# [WHAT IS REQUIRED]
Check every line of the data below for the word "SetDocumentRef". Copy the ones that have it.

>>>>

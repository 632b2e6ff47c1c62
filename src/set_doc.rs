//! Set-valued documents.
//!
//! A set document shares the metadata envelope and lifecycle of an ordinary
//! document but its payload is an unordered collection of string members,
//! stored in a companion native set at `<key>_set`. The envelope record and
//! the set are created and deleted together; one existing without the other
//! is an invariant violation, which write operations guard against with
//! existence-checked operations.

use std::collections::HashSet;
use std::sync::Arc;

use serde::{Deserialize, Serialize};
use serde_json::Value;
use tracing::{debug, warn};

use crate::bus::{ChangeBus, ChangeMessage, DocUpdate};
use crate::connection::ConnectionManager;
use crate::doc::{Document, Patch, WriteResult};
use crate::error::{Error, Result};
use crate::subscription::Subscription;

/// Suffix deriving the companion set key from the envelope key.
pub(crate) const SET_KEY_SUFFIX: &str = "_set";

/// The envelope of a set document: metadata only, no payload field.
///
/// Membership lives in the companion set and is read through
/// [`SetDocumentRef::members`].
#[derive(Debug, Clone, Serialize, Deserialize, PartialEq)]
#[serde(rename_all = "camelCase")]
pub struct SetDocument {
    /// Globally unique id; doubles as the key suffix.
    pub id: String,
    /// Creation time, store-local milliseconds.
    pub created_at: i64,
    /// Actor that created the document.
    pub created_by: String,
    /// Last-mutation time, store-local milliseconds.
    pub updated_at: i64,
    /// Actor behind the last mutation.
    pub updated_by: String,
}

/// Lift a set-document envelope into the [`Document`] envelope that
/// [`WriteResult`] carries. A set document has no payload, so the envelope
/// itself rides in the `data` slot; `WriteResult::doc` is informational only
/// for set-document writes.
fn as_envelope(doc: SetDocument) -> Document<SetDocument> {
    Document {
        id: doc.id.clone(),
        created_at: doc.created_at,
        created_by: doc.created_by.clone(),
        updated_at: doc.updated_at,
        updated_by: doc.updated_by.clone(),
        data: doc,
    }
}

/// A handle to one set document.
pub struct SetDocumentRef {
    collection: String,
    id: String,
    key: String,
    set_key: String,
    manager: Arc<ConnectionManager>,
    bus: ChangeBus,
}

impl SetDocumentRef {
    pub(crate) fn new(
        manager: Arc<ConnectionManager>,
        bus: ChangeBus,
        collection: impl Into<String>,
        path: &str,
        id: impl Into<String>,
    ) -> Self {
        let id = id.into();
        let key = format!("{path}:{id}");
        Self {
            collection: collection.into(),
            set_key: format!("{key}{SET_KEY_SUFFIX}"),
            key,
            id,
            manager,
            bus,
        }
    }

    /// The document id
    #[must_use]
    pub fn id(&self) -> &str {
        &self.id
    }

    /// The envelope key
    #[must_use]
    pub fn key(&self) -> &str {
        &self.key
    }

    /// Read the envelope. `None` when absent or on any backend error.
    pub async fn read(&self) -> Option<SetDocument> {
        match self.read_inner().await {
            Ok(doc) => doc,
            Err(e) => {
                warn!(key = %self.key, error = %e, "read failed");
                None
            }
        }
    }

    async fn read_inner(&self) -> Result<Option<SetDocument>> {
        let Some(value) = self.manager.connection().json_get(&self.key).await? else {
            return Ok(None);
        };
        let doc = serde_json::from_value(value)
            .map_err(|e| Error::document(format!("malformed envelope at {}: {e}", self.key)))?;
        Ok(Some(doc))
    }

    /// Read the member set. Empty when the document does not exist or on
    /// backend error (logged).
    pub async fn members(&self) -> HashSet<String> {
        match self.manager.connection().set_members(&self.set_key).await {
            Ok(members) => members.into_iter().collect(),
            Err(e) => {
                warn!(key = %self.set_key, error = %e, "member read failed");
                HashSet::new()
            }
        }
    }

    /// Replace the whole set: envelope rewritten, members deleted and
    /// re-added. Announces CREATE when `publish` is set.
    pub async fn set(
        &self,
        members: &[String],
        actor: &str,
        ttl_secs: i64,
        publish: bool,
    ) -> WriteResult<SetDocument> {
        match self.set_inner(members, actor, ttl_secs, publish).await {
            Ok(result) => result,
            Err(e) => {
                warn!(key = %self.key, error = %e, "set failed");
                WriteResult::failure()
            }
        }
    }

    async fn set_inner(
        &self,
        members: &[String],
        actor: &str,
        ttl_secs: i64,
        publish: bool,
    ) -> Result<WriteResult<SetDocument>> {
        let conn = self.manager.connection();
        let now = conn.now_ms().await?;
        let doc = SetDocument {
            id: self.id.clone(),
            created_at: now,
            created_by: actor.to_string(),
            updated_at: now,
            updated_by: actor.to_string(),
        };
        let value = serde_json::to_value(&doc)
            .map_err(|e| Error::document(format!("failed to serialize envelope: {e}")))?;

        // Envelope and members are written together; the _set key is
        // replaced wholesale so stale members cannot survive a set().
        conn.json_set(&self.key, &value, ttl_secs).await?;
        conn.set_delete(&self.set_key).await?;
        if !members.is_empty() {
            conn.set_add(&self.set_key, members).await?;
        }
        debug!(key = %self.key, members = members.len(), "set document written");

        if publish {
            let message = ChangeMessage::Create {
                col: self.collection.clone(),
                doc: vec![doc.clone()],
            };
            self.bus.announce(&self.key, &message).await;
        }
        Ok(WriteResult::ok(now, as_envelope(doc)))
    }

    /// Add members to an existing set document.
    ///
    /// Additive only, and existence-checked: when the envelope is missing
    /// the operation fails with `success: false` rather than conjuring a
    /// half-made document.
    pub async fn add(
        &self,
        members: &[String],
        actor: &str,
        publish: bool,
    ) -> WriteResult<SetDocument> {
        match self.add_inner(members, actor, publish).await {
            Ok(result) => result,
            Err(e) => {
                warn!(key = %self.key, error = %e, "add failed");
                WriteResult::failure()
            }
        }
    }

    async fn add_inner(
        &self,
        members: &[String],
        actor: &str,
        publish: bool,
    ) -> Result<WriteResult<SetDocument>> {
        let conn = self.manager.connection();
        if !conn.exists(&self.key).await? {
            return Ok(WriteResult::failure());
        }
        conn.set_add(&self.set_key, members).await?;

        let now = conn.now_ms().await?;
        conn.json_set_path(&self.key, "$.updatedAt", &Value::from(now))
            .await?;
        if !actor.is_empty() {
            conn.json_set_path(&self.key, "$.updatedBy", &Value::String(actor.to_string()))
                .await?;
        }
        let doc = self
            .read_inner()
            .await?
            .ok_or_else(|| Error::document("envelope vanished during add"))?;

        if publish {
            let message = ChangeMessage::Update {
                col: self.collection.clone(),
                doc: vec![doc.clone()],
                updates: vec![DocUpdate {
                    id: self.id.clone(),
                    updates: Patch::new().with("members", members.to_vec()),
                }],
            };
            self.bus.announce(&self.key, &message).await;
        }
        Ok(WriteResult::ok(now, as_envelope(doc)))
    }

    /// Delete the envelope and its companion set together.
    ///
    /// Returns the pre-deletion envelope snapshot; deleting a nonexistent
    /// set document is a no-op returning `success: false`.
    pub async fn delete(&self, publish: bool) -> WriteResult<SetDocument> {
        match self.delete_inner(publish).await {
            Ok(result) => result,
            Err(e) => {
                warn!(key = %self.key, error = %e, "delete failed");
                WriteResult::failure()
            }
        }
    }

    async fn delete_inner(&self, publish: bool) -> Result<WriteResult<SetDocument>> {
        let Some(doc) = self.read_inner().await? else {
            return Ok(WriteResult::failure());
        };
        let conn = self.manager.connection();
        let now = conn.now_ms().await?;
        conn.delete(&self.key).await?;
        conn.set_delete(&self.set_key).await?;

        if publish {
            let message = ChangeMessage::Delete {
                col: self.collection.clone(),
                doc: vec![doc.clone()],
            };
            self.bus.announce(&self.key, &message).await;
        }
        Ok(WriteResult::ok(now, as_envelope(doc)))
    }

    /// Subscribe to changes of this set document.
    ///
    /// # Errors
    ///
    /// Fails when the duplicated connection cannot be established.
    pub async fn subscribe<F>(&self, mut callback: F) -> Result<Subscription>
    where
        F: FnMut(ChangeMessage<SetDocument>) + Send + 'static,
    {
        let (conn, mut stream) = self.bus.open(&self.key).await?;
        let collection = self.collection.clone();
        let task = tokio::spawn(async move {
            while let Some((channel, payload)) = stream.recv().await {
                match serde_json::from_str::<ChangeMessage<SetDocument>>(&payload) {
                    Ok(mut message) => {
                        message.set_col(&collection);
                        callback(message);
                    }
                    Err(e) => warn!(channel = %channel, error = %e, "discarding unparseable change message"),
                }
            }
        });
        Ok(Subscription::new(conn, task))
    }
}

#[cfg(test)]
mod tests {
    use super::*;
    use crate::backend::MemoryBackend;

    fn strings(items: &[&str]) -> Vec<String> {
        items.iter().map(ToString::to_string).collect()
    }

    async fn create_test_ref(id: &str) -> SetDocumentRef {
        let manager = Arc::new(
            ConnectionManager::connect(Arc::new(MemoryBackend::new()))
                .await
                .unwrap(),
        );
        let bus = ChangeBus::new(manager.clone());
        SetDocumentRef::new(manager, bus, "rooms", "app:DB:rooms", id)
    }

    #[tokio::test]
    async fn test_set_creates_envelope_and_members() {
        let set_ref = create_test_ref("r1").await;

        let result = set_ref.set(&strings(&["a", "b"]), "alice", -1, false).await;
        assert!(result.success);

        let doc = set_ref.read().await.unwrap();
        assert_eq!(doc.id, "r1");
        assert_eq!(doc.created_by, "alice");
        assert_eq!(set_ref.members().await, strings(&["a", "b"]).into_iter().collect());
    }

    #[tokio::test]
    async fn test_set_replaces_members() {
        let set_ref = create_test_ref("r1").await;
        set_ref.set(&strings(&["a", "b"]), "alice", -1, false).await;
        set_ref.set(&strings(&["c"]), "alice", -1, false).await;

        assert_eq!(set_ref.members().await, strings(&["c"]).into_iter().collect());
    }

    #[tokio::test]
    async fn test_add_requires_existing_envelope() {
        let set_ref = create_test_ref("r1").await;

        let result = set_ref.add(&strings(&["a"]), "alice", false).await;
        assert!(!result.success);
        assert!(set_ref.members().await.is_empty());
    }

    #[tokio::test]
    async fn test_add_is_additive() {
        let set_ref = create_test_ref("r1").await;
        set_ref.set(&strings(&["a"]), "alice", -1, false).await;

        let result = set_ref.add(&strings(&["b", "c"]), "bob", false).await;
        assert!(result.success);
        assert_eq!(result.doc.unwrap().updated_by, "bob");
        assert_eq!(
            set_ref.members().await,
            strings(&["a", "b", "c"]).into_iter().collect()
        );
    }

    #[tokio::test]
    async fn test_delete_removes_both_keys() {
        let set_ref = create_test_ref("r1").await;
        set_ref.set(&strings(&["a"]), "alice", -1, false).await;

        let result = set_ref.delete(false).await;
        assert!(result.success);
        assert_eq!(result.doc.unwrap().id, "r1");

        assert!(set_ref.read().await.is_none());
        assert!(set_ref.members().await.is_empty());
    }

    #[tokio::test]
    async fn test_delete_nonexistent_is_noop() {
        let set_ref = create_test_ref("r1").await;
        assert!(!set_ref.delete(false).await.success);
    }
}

<<<<

# [RESULT]
/// [`SetDocumentRef::members`].
pub struct SetDocumentRef {
impl SetDocumentRef {
    async fn create_test_ref(id: &str) -> SetDocumentRef {
        SetDocumentRef::new(manager, bus, "rooms", "app:DB:rooms", id)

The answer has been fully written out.